Saved entries:
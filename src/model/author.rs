use chrono::NaiveDate;
use serde::{Deserialize, Serialize};
use serde_json::json;
use utoipa::ToSchema;
use uuid::Uuid;

use crate::server::representation::shaping::{FieldDescriptor, Shaped};

/// Maximum number of authors a client may request per page.
pub const MAX_PAGE_SIZE: u64 = 20;

const DEFAULT_PAGE_NUMBER: u64 = 1;
const DEFAULT_PAGE_SIZE: u64 = 10;
const DEFAULT_ORDER_BY: &str = "name";

/// Author as exposed over the API.
///
/// `name` and `age` are computed during domain-to-DTO conversion: `name` joins
/// the stored first and last name, `age` derives from the stored dates. Sorting
/// on these computed fields is resolved back onto stored columns through the
/// property mapping registry.
#[derive(Debug, Clone, PartialEq, Serialize, Deserialize, ToSchema)]
pub struct AuthorDto {
    pub id: Uuid,
    pub name: String,
    pub age: i32,
    pub genre: String,
}

impl Shaped for AuthorDto {
    const SHAPE_NAME: &'static str = "AuthorDto";

    fn field_descriptors() -> &'static [FieldDescriptor<Self>] {
        const FIELDS: &[FieldDescriptor<AuthorDto>] = &[
            FieldDescriptor {
                name: "id",
                get: |author: &AuthorDto| json!(author.id),
            },
            FieldDescriptor {
                name: "name",
                get: |author: &AuthorDto| json!(author.name),
            },
            FieldDescriptor {
                name: "age",
                get: |author: &AuthorDto| json!(author.age),
            },
            FieldDescriptor {
                name: "genre",
                get: |author: &AuthorDto| json!(author.genre),
            },
        ];
        FIELDS
    }
}

#[derive(Debug, Clone, PartialEq, Serialize, Deserialize, ToSchema)]
pub struct CreateAuthorDto {
    pub first_name: String,
    pub last_name: String,
    pub date_of_birth: NaiveDate,
    #[serde(default)]
    pub date_of_death: Option<NaiveDate>,
    pub genre: String,
}

/// Query-string parameters accepted by the author collection endpoint.
///
/// Bound from the query string with camelCase names (`pageNumber`, `pageSize`,
/// `searchQuery`, `orderBy`, `fields`, `genre`). The raw `page_size` is kept
/// as supplied; read it through [`AuthorResourceParams::page_size`], which
/// clamps to `[1, MAX_PAGE_SIZE]`. An oversized page size is a UX concern,
/// not a client error, so it is clamped rather than rejected.
#[derive(Debug, Clone, PartialEq, Deserialize)]
#[serde(rename_all = "camelCase", default)]
pub struct AuthorResourceParams {
    pub page_number: u64,
    pub page_size: u64,
    pub search_query: Option<String>,
    pub genre: Option<String>,
    pub order_by: String,
    pub fields: Option<String>,
}

impl Default for AuthorResourceParams {
    fn default() -> Self {
        Self {
            page_number: DEFAULT_PAGE_NUMBER,
            page_size: DEFAULT_PAGE_SIZE,
            search_query: None,
            genre: None,
            order_by: DEFAULT_ORDER_BY.to_string(),
            fields: None,
        }
    }
}

impl AuthorResourceParams {
    /// Effective page size, clamped to `[1, MAX_PAGE_SIZE]`.
    pub fn page_size(&self) -> u64 {
        self.page_size.clamp(1, MAX_PAGE_SIZE)
    }

    /// Requested field selection, empty when the client asked for all fields.
    pub fn fields(&self) -> &str {
        self.fields.as_deref().unwrap_or("")
    }
}
//! Error types and HTTP response handling.
//!
//! This module provides the application's error hierarchy and conversion logic
//! for transforming errors into appropriate HTTP responses. The `AppError`
//! enum serves as the top-level error type that wraps infrastructure errors
//! and implements `IntoResponse` for automatic error handling in API
//! endpoints.

pub mod config;

use axum::{
    http::StatusCode,
    response::{IntoResponse, Response},
    Json,
};
use thiserror::Error;

use crate::{
    model::api::ErrorDto,
    server::{
        error::config::ConfigError,
        representation::{property_mapping::MappingError, shaping::ShapingError},
    },
};

/// Top-level application error type.
///
/// Aggregates all error types that can occur in the application and provides
/// automatic conversion to HTTP responses. Infrastructure variants use
/// `#[from]` for automatic conversion; request-level variants carry the
/// message returned to the client.
#[derive(Error, Debug)]
pub enum AppError {
    /// Configuration error during startup or environment variable loading.
    #[error(transparent)]
    ConfigErr(#[from] ConfigError),

    /// Database operation error from SeaORM.
    ///
    /// Results in 500 Internal Server Error with error details logged
    /// server-side.
    #[error(transparent)]
    DbErr(#[from] sea_orm::DbErr),

    /// A shaped field missing from its shape. Field validation was bypassed
    /// upstream, so this is an internal-consistency fault (500), never a
    /// client validation failure.
    #[error(transparent)]
    ShapingErr(#[from] ShapingError),

    /// An order-by key missing from its mapping table after validation.
    /// Internal-consistency fault, same policy as `ShapingErr`.
    #[error(transparent)]
    MappingErr(#[from] MappingError),

    /// JSON serialization error while assembling a response.
    #[error(transparent)]
    JsonErr(#[from] serde_json::Error),

    /// Resource not found error.
    ///
    /// Results in 404 Not Found with the provided error message.
    #[error("{0}")]
    NotFound(String),

    /// Invalid request error.
    ///
    /// Results in 400 Bad Request with the provided error message.
    #[error("{0}")]
    BadRequest(String),

    /// Semantically invalid payload (e.g. a book description equal to its
    /// title). Results in 422 Unprocessable Entity.
    #[error("{0}")]
    UnprocessableEntity(String),

    /// Request conflicts with existing state. Results in 409 Conflict.
    #[error("{0}")]
    Conflict(String),

    /// Internal server error with custom message.
    ///
    /// Results in 500 Internal Server Error. The provided message is logged
    /// but a generic message is returned to the client.
    #[error("{0}")]
    InternalError(String),
}

/// Converts application errors into HTTP responses.
///
/// Request-level variants map to their status code with the message in the
/// body. Everything else is logged with full details and returned as a
/// generic 500 to avoid information leakage.
impl IntoResponse for AppError {
    fn into_response(self) -> Response {
        match self {
            Self::NotFound(msg) => {
                (StatusCode::NOT_FOUND, Json(ErrorDto { error: msg })).into_response()
            }
            Self::BadRequest(msg) => {
                (StatusCode::BAD_REQUEST, Json(ErrorDto { error: msg })).into_response()
            }
            Self::UnprocessableEntity(msg) => {
                (StatusCode::UNPROCESSABLE_ENTITY, Json(ErrorDto { error: msg })).into_response()
            }
            Self::Conflict(msg) => {
                (StatusCode::CONFLICT, Json(ErrorDto { error: msg })).into_response()
            }
            err => {
                tracing::error!("Internal error: {}", err);
                (
                    StatusCode::INTERNAL_SERVER_ERROR,
                    Json(ErrorDto {
                        error: "Internal server error".to_string(),
                    }),
                )
                    .into_response()
            }
        }
    }
}
//! Book data repository for database operations.
//!
//! Books only exist within an author's collection, so every lookup and delete
//! here is scoped by the author id from the request path.

use sea_orm::{
    sea_query::Expr, ActiveModelTrait, ActiveValue, ColumnTrait, DatabaseConnection, DbErr,
    EntityTrait, QueryFilter, QueryOrder,
};
use uuid::Uuid;

use crate::server::model::book::{Book, InsertBookParam, UpdateBookParam};

/// Repository providing database operations for an author's books.
pub struct BookRepository<'a> {
    db: &'a DatabaseConnection,
}

impl<'a> BookRepository<'a> {
    /// Creates a new BookRepository instance.
    ///
    /// # Arguments
    /// - `db` - Reference to the database connection
    ///
    /// # Returns
    /// - `BookRepository` - New repository instance
    pub fn new(db: &'a DatabaseConnection) -> Self {
        Self { db }
    }

    /// Gets all books for an author, ordered by title.
    pub async fn get_for_author(&self, author_id: Uuid) -> Result<Vec<Book>, DbErr> {
        let entities = entity::prelude::Book::find()
            .filter(entity::book::Column::AuthorId.eq(author_id))
            .order_by_asc(entity::book::Column::Title)
            .all(self.db)
            .await?;

        Ok(entities.into_iter().map(Book::from_entity).collect())
    }

    /// Finds a book by id within an author's collection.
    ///
    /// # Returns
    /// - `Ok(Some(Book))` - Book found under that author
    /// - `Ok(None)` - No such book, or it belongs to another author
    /// - `Err(DbErr)` - Database error during query
    pub async fn find_for_author(
        &self,
        author_id: Uuid,
        book_id: Uuid,
    ) -> Result<Option<Book>, DbErr> {
        let entity = entity::prelude::Book::find()
            .filter(entity::book::Column::Id.eq(book_id))
            .filter(entity::book::Column::AuthorId.eq(author_id))
            .one(self.db)
            .await?;

        Ok(entity.map(Book::from_entity))
    }

    /// Inserts a book under an author with the id carried by `param`.
    ///
    /// # Returns
    /// - `Ok(Book)` - The created book
    /// - `Err(DbErr)` - Database error during insert
    pub async fn insert(&self, author_id: Uuid, param: InsertBookParam) -> Result<Book, DbErr> {
        let entity = entity::book::ActiveModel {
            id: ActiveValue::Set(param.id),
            author_id: ActiveValue::Set(author_id),
            title: ActiveValue::Set(param.title),
            description: ActiveValue::Set(param.description),
        }
        .insert(self.db)
        .await?;

        Ok(Book::from_entity(entity))
    }

    /// Replaces a book's title and description.
    pub async fn update(&self, book_id: Uuid, param: &UpdateBookParam) -> Result<(), DbErr> {
        entity::prelude::Book::update_many()
            .filter(entity::book::Column::Id.eq(book_id))
            .col_expr(entity::book::Column::Title, Expr::value(param.title.clone()))
            .col_expr(
                entity::book::Column::Description,
                Expr::value(param.description.clone()),
            )
            .exec(self.db)
            .await?;

        Ok(())
    }

    /// Deletes a book within an author's collection.
    ///
    /// # Returns
    /// - `Ok(true)` - Book deleted
    /// - `Ok(false)` - No such book under that author
    /// - `Err(DbErr)` - Database error during delete
    pub async fn delete(&self, author_id: Uuid, book_id: Uuid) -> Result<bool, DbErr> {
        let result = entity::prelude::Book::delete_many()
            .filter(entity::book::Column::Id.eq(book_id))
            .filter(entity::book::Column::AuthorId.eq(author_id))
            .exec(self.db)
            .await?;

        Ok(result.rows_affected > 0)
    }
}
//! Book domain models and parameters.

use uuid::Uuid;

use crate::model::book::{BookDto, CreateBookDto, UpdateBookDto};

#[derive(Debug, Clone, PartialEq)]
pub struct Book {
    pub id: Uuid,
    pub author_id: Uuid,
    pub title: String,
    pub description: Option<String>,
}

impl Book {
    /// Converts an entity model to a book domain model at the repository
    /// boundary.
    pub fn from_entity(entity: entity::book::Model) -> Self {
        Self {
            id: entity.id,
            author_id: entity.author_id,
            title: entity.title,
            description: entity.description,
        }
    }

    /// Converts the book domain model to a DTO for API responses.
    pub fn into_dto(self) -> BookDto {
        BookDto {
            id: self.id,
            title: self.title,
            description: self.description,
            author_id: self.author_id,
        }
    }
}

/// Parameters for creating a new book under an author.
#[derive(Debug, Clone)]
pub struct CreateBookParam {
    pub title: String,
    pub description: Option<String>,
}

impl From<CreateBookDto> for CreateBookParam {
    fn from(dto: CreateBookDto) -> Self {
        Self {
            title: dto.title,
            description: dto.description,
        }
    }
}

/// Repository-level insert parameters. The id is supplied by the service:
/// freshly generated on creation, taken from the request path on upsert.
#[derive(Debug, Clone)]
pub struct InsertBookParam {
    pub id: Uuid,
    pub title: String,
    pub description: Option<String>,
}

/// Parameters for replacing a book's contents.
#[derive(Debug, Clone)]
pub struct UpdateBookParam {
    pub title: String,
    pub description: String,
}

impl From<UpdateBookDto> for UpdateBookParam {
    fn from(dto: UpdateBookDto) -> Self {
        Self {
            title: dto.title,
            description: dto.description,
        }
    }
}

• **Exercise requirements**
Say how many lines in the records hold the word "BookRepository", giving the number by itself.

• **Exercise result**
4